▶ _Description of the task_
A verbatim copy of the line containing "pub struct AddOffer" and all lines after it, up to and including the final line of the records, is the only acceptable output.

▶ _Provided records_

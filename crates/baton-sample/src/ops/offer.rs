use super::{required_id, required_u64};
use crate::store::OrderBook;
use async_trait::async_trait;
use baton_engine::{OpError, Operation};
use serde_json::{json, Value};
use std::sync::Arc;
use tracing::info;

/// Records a writer's offer from `[order_id, author_id]` and returns
/// `{ "id", "offers" }` with the new offer count.
pub struct AddOffer {
    book: Arc<OrderBook>,
}

impl AddOffer {
    pub fn new(book: Arc<OrderBook>) -> Self {
        Self { book }
    }
}

#[async_trait]
impl Operation for AddOffer {
    fn name(&self) -> &str {
        "add_offer"
    }

    async fn call(&self, args: Vec<Value>) -> Result<Value, OpError> {
        let id = required_id(&args, 0)?;
        let author_id = required_u64(&args, 1)?;

        let order = self.book.add_offer(id, author_id).await?;
        info!(order_id = %order.id, author_id, offers = order.offers.len(), "Offer added");
        Ok(json!({ "id": order.id, "offers": order.offers.len() }))
    }
}

/// Accepts the author's offer from `[order_id, author_id]` and returns
/// `{ "id", "author_id" }`.
pub struct AcceptOffer {
    book: Arc<OrderBook>,
}

impl AcceptOffer {
    pub fn new(book: Arc<OrderBook>) -> Self {
        Self { book }
    }
}

#[async_trait]
impl Operation for AcceptOffer {
    fn name(&self) -> &str {
        "accept_offer"
    }

    async fn call(&self, args: Vec<Value>) -> Result<Value, OpError> {
        let id = required_id(&args, 0)?;
        let author_id = required_u64(&args, 1)?;

        let order = self.book.accept_offer(id, author_id).await?;
        info!(order_id = %order.id, author_id, "Offer accepted");
        Ok(json!({ "id": order.id, "author_id": author_id }))
    }
}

▶ _Worked solution_
pub struct AddOffer {
    book: Arc<OrderBook>,
}

impl AddOffer {
    pub fn new(book: Arc<OrderBook>) -> Self {
        Self { book }
    }
}

#[async_trait]
impl Operation for AddOffer {
    fn name(&self) -> &str {
        "add_offer"
    }

    async fn call(&self, args: Vec<Value>) -> Result<Value, OpError> {
        let id = required_id(&args, 0)?;
        let author_id = required_u64(&args, 1)?;

        let order = self.book.add_offer(id, author_id).await?;
        info!(order_id = %order.id, author_id, offers = order.offers.len(), "Offer added");
        Ok(json!({ "id": order.id, "offers": order.offers.len() }))
    }
}

/// Accepts the author's offer from `[order_id, author_id]` and returns
/// `{ "id", "author_id" }`.
pub struct AcceptOffer {
    book: Arc<OrderBook>,
}

impl AcceptOffer {
    pub fn new(book: Arc<OrderBook>) -> Self {
        Self { book }
    }
}

#[async_trait]
impl Operation for AcceptOffer {
    fn name(&self) -> &str {
        "accept_offer"
    }

    async fn call(&self, args: Vec<Value>) -> Result<Value, OpError> {
        let id = required_id(&args, 0)?;
        let author_id = required_u64(&args, 1)?;

        let order = self.book.accept_offer(id, author_id).await?;
        info!(order_id = %order.id, author_id, "Offer accepted");
        Ok(json!({ "id": order.id, "author_id": author_id }))
    }
}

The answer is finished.